They may not beat your side in their weekly kickabout but Portsmouth's dream team certainly helped deliver victory and, probably, Premiership salvation at a nervous Fratton Park on Saturday.

No, the dream team is not the likes of Steve Stone, Lomana LuaLua or Yakubu Aiyegbeni, although they all played their part in this deserved win. It is the hotchpotch of a new manager, coaches, consultants, and not forgetting the chairman, all of whom have had their input in the last few eventful days down on the South Coast.

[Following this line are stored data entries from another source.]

use std::sync::Arc;

use actix_web::http::{header::HeaderValue, Uri};
use clap::{Parser, ValueEnum};

use crate::{
    db::{MemoryStore, SqliteStore, UserStore},
    directory::EmailPolicy,
    error::StoreError,
    password::{Argon2Encoder, PasswordEncoder, Plaintext},
};

#[derive(Clone, Copy, Debug, Default, PartialEq, Eq, ValueEnum)]
pub enum StoreKind {
    #[default]
    Sqlite,
    Memory,
}

#[derive(Clone, Copy, Debug, Default, PartialEq, Eq, ValueEnum)]
pub enum PasswordStorage {
    #[default]
    Plaintext,
    Argon2,
}

impl PasswordStorage {
    pub fn encoder(self) -> Arc<dyn PasswordEncoder> {
        match self {
            PasswordStorage::Plaintext => Arc::new(Plaintext),
            PasswordStorage::Argon2 => Arc::new(Argon2Encoder),
        }
    }
}

#[derive(Parser, Debug, Clone)]
#[command(name = "user-directory", about = "Server-rendered user directory")]
pub struct Config {
    #[arg(long, env = "USERS_HOST", default_value = "127.0.0.1")]
    pub host: String,

    #[arg(long, env = "USERS_PORT", default_value_t = 8080)]
    pub port: u16,

    #[arg(
        long,
        env = "USERS_DATABASE",
        default_value = "./config/users.db",
        help = "SQLite file, or :memory: for a throwaway database"
    )]
    pub database: String,

    #[arg(long, env = "USERS_STORE", value_enum, default_value_t = StoreKind::Sqlite)]
    pub store: StoreKind,

    #[arg(long, env = "USERS_PASSWORD_STORAGE", value_enum, default_value_t = PasswordStorage::Plaintext)]
    pub password_storage: PasswordStorage,

    #[arg(long, env = "USERS_EMAIL_POLICY", value_enum, default_value_t = EmailPolicy::AllowDuplicates)]
    pub email_policy: EmailPolicy,

    #[arg(long, env = "USERS_CORS_ORIGIN", help = "Allow cross-origin requests from this origin")]
    pub cors_origin: Option<String>,
}

/// A `--cors-origin` value that actix-cors will accept.
#[derive(Clone, Debug, PartialEq, Eq)]
pub enum CorsOrigin {
    Any,
    Exact(String),
}

impl Config {
    /// Checks `--cors-origin` up front; actix-cors panics on bad origins.
    pub fn cors(&self) -> Result<Option<CorsOrigin>, String> {
        let origin = match &self.cors_origin {
            None => return Ok(None),
            Some(o) => o.trim(),
        };
        if origin == "*" {
            return Ok(Some(CorsOrigin::Any));
        }

        let uri = origin
            .parse::<Uri>()
            .map_err(|why| format!("invalid CORS origin {:?}: {}", origin, why))?;
        if uri.scheme().is_none() || uri.host().is_none() || HeaderValue::from_str(origin).is_err() {
            return Err(format!(
                "invalid CORS origin {:?}: expected scheme://host[:port]",
                origin
            ));
        }
        Ok(Some(CorsOrigin::Exact(origin.to_owned())))
    }

    pub fn open_store(&self) -> Result<Arc<dyn UserStore>, StoreError> {
        match self.store {
            StoreKind::Sqlite => Ok(Arc::new(SqliteStore::open(&self.database)?)),
            StoreKind::Memory => Ok(Arc::new(MemoryStore::default())),
        }
    }
}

To recap, the Frenchman Alain Perrin took over as manager last Thursday, four months after Harry Redknapp left the club. In the interim, Joe Jordan had been running the first team with Velimir Zajec, a Croat originally appointed as the director of football. Not to forget, Perrin has been handed David Pleat as his aide-de-camp. And behind this all, the Pompey chairman, Milan Mandaric.

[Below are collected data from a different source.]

use std::sync::{Arc, Mutex, MutexGuard};

use log::debug;
use rusqlite::{params, Connection, OptionalExtension, Row};
use uuid::Uuid;

use crate::{
    error::StoreError,
    models::user::{User, UserSummary},
};

use super::{name_matches, same_email, UserStore};

const CREATE_USERS_TABLE: &str = "
    CREATE TABLE IF NOT EXISTS users (
        pk INTEGER PRIMARY KEY AUTOINCREMENT,
        id TEXT NOT NULL UNIQUE,
        name TEXT NOT NULL,
        email TEXT NOT NULL,
        password TEXT NOT NULL
    );";

#[derive(Clone, Debug)]
pub struct SqliteStore {
    db_conn: Arc<Mutex<Connection>>,
}

impl SqliteStore {
    /// Opens (or creates) the database at `path`. `:memory:` gives a private
    /// in-memory database.
    pub fn open(path: &str) -> Result<Self, StoreError> {
        let conn = Connection::open(path)?;
        conn.execute_batch(CREATE_USERS_TABLE)?;
        debug!("users table ready in {}", path);
        Ok(SqliteStore {
            db_conn: Arc::new(Mutex::new(conn)),
        })
    }

    fn conn(&self) -> Result<MutexGuard<'_, Connection>, StoreError> {
        self.db_conn.lock().map_err(|_| StoreError::Poisoned)
    }
}

fn parse_id(raw: &str) -> Result<Uuid, StoreError> {
    Uuid::parse_str(raw).map_err(|_| StoreError::Corrupt(format!("invalid user id {:?}", raw)))
}

fn read_user(row: &Row) -> rusqlite::Result<(String, String, String, String)> {
    Ok((row.get(0)?, row.get(1)?, row.get(2)?, row.get(3)?))
}

fn select_user(conn: &Connection, id: &Uuid) -> Result<Option<User>, StoreError> {
    let row = conn
        .query_row(
            "SELECT id, name, email, password FROM users WHERE id = ?1",
            params![id.to_string()],
            read_user,
        )
        .optional()?;

    match row {
        None => Ok(None),
        Some((id, name, email, password)) => Ok(Some(User {
            id: parse_id(&id)?,
            name,
            email,
            password,
        })),
    }
}

impl UserStore for SqliteStore {
    fn list(&self, name_filter: Option<&str>) -> Result<Vec<UserSummary>, StoreError> {
        let conn = self.conn()?;
        let mut prepared = conn.prepare("SELECT id, name FROM users ORDER BY pk")?;
        let rows = prepared
            .query_map([], |row| Ok((row.get::<_, String>(0)?, row.get::<_, String>(1)?)))?
            .collect::<Result<Vec<_>, _>>()?;

        rows.into_iter()
            .filter(|(_, name)| name_matches(name, name_filter))
            .map(|(id, name)| {
                Ok(UserSummary {
                    id: parse_id(&id)?,
                    name,
                })
            })
            .collect()
    }

    fn find(&self, id: &Uuid) -> Result<Option<User>, StoreError> {
        let conn = self.conn()?;
        select_user(&conn, id)
    }

    fn insert(&self, user: &User) -> Result<(), StoreError> {
        self.conn()?.execute(
            "INSERT INTO users (id, name, email, password) VALUES (?1, ?2, ?3, ?4)",
            params![user.id.to_string(), user.name, user.email, user.password],
        )?;
        Ok(())
    }

    fn update(&self, id: &Uuid, name: &str, email: &str) -> Result<Option<User>, StoreError> {
        let conn = self.conn()?;
        let changed = conn.execute(
            "UPDATE users SET name = ?1, email = ?2 WHERE id = ?3",
            params![name, email, id.to_string()],
        )?;
        if changed == 0 {
            return Ok(None);
        }
        select_user(&conn, id)
    }

    fn delete(&self, id: &Uuid) -> Result<Option<User>, StoreError> {
        let conn = self.conn()?;
        let user = match select_user(&conn, id)? {
            Some(u) => u,
            None => return Ok(None),
        };
        conn.execute("DELETE FROM users WHERE id = ?1", params![id.to_string()])?;
        Ok(Some(user))
    }

    fn email_taken(&self, email: &str) -> Result<bool, StoreError> {
        let conn = self.conn()?;
        let mut prepared = conn.prepare("SELECT email FROM users")?;
        let emails = prepared
            .query_map([], |row| row.get::<_, String>(0))?
            .collect::<Result<Vec<_>, _>>()?;
        Ok(emails.iter().any(|stored| same_email(stored, email)))
    }

    fn ping(&self) -> Result<(), StoreError> {
        self.conn()?.query_row("SELECT 1", [], |_| Ok(()))?;
        Ok(())
    }
}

This is a five-a-side with a difference, a quintet of middle-aged men trying to keep Portsmouth's head above the choppy relegation waters. Five defeats in their previous six games meant Mandaric had to act. The team had lost their way under Jordan and Zajec's stewardship, meaning that the unemployed Perrin was drafted in on a contract lasting until June 2007.

The effect the former Troyes and Marseilles coach had was instantaneous. He had claimed he would not take charge for this game as he knew so little about his players, let alone the opposition. He made nonsense of that statement straight away as he appeared in his technical area, looking calm and composed in his crisp, grey suit, a bag rounding off a look that was more Mourinho than Moyes.

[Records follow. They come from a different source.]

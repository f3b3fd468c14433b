//! Server-rendered pages for the users resource.

use std::fmt::Write;

use crate::models::user::{FormValues, User, UserSummary};

pub fn escape(raw: &str) -> String {
    let mut out = String::with_capacity(raw.len());
    for c in raw.chars() {
        match c {
            '&' => out.push_str("&amp;"),
            '<' => out.push_str("&lt;"),
            '>' => out.push_str("&gt;"),
            '"' => out.push_str("&quot;"),
            '\'' => out.push_str("&#39;"),
            _ => out.push(c),
        }
    }
    out
}

fn layout(title: &str, body: &str) -> String {
    format!(
        "<!DOCTYPE html>\n<html lang=\"en\">\n<head>\n<meta charset=\"utf-8\">\n\
         <title>{}</title>\n</head>\n<body>\n{}\n</body>\n</html>\n",
        escape(title),
        body
    )
}

fn error_banner(error: Option<&str>) -> String {
    match error {
        Some(message) => format!("<p class=\"error\">{}</p>\n", escape(message)),
        None => String::new(),
    }
}

// Rows are rebuilt client side from the JSON a delete returns.
const DELETE_SCRIPT: &str = r#"<script>
async function deleteUser(id) {
  const res = await fetch("/users/" + encodeURIComponent(id), { method: "DELETE" });
  const body = await res.json();
  if (!body.success) { alert(body.message); return; }
  const list = document.getElementById("users");
  list.replaceChildren();
  for (const user of body.data) {
    const li = document.createElement("li");
    const a = document.createElement("a");
    a.href = "/users/" + user.id;
    a.textContent = user.name;
    li.appendChild(a);
    list.appendChild(li);
  }
}
</script>"#;

pub fn list_page(users: &[UserSummary], search: Option<&str>) -> String {
    let mut body = String::from("<h1>Users</h1>\n");
    let _ = write!(
        body,
        "<form method=\"get\" action=\"/users\">\
         <input type=\"search\" name=\"search\" value=\"{}\">\
         <button type=\"submit\">Search</button></form>\n\
         <p><a href=\"/users/new\">New user</a></p>\n<ul id=\"users\">\n",
        escape(search.unwrap_or_default())
    );
    for user in users {
        let _ = writeln!(
            body,
            "<li><a href=\"/users/{id}\">{name}</a> \
             <a href=\"/users/{id}/edit\">Edit</a> \
             <button type=\"button\" onclick=\"deleteUser('{id}')\">Delete</button></li>",
            id = user.id,
            name = escape(&user.name)
        );
    }
    body.push_str("</ul>\n");
    if users.is_empty() {
        body.push_str("<p>No users found.</p>\n");
    }
    body.push_str(DELETE_SCRIPT);
    layout("Users", &body)
}

fn user_fields(values: &FormValues) -> String {
    format!(
        "<label>Name <input type=\"text\" name=\"name\" value=\"{}\" required></label>\n\
         <label>Email <input type=\"email\" name=\"email\" value=\"{}\" required></label>\n",
        escape(&values.name),
        escape(&values.email)
    )
}

pub fn create_form(values: &FormValues, error: Option<&str>) -> String {
    let body = format!(
        "<h1>New user</h1>\n{}<form method=\"post\" action=\"/users\">\n{}\
         <label>Password <input type=\"password\" name=\"password\" required></label>\n\
         <button type=\"submit\">Create</button>\n</form>\n<p><a href=\"/users\">Back</a></p>",
        error_banner(error),
        user_fields(values)
    );
    layout("New user", &body)
}

pub fn detail_page(user: &User) -> String {
    let body = format!(
        "<h1>{name}</h1>\n<dl>\n<dt>Id</dt><dd>{id}</dd>\n<dt>Name</dt><dd>{name}</dd>\n\
         <dt>Email</dt><dd>{email}</dd>\n</dl>\n\
         <p><a href=\"/users/{id}/edit\">Edit</a> <a href=\"/users\">Back</a></p>",
        id = user.id,
        name = escape(&user.name),
        email = escape(&user.email)
    );
    layout(&user.name, &body)
}

pub fn edit_form(id: &str, values: &FormValues, error: Option<&str>) -> String {
    let id = escape(id);
    let body = format!(
        "<h1>Edit user</h1>\n{}<form method=\"post\" action=\"/users/{}\">\n{}\
         <button type=\"submit\">Save</button>\n</form>\n<p><a href=\"/users\">Back</a></p>",
        error_banner(error),
        id,
        user_fields(values)
    );
    layout("Edit user", &body)
}

pub fn error_page(message: &str) -> String {
    let body = format!(
        "<h1>Error</h1>\n<p class=\"error\">{}</p>\n<p><a href=\"/users\">Back to users</a></p>",
        escape(message)
    );
    layout("Error", &body)
}

#[cfg(test)]
mod tests {
    use super::*;
    use uuid::Uuid;

    #[test]
    fn escapes_markup() {
        assert_eq!(
            escape("<b onclick='x'>&\"</b>"),
            "&lt;b onclick=&#39;x&#39;&gt;&amp;&quot;&lt;/b&gt;"
        );
    }

    #[test]
    fn list_page_links_each_user() {
        let id = Uuid::new_v4();
        let page = list_page(
            &[UserSummary {
                id,
                name: "<Bob>".to_owned(),
            }],
            Some("bo"),
        );
        assert!(page.contains(&format!("href=\"/users/{}\"", id)));
        assert!(page.contains("&lt;Bob&gt;"));
        assert!(page.contains("value=\"bo\""));
        assert!(!page.contains("No users found."));
    }

    #[test]
    fn create_form_never_prefills_password() {
        let values = FormValues {
            name: "Bob".to_owned(),
            email: "b@x.com".to_owned(),
        };
        let page = create_form(&values, Some("Failed to create user"));
        assert!(page.contains("value=\"Bob\""));
        assert!(page.contains("value=\"b@x.com\""));
        assert!(page.contains("Failed to create user"));
        assert!(page.contains("name=\"password\" required>"));
    }

    #[test]
    fn detail_page_hides_password() {
        let user = User {
            id: Uuid::new_v4(),
            name: "Bob".to_owned(),
            email: "b@x.com".to_owned(),
            password: "secret-pw".to_owned(),
        };
        let page = detail_page(&user);
        assert!(page.contains("b@x.com"));
        assert!(!page.contains("secret-pw"));
    }
}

Quickly, Perrin made up his mind to direct his charges from the dug-out. He is confident he is a fast learner, saying: "Last Thursday I thought it was difficult to coach a team I did not know but after two training sessions I knew the players and the team because I met them and had information. I saw the quality of the players, also."

Alan Curbishley, Perrin's counterpart but with 10 years as sole manager at Charlton, feared some sort of reaction to the Frenchman's appointment and he was right. Pompey were ahead quickly through Yakubu and then Stone, both with headers. Jonathan Fortune and Danny Murphy brought the Londoners back into it but they did not compete after the interval and Diomansy Kamara's header and LuaLua's late run and shot completed the scoring.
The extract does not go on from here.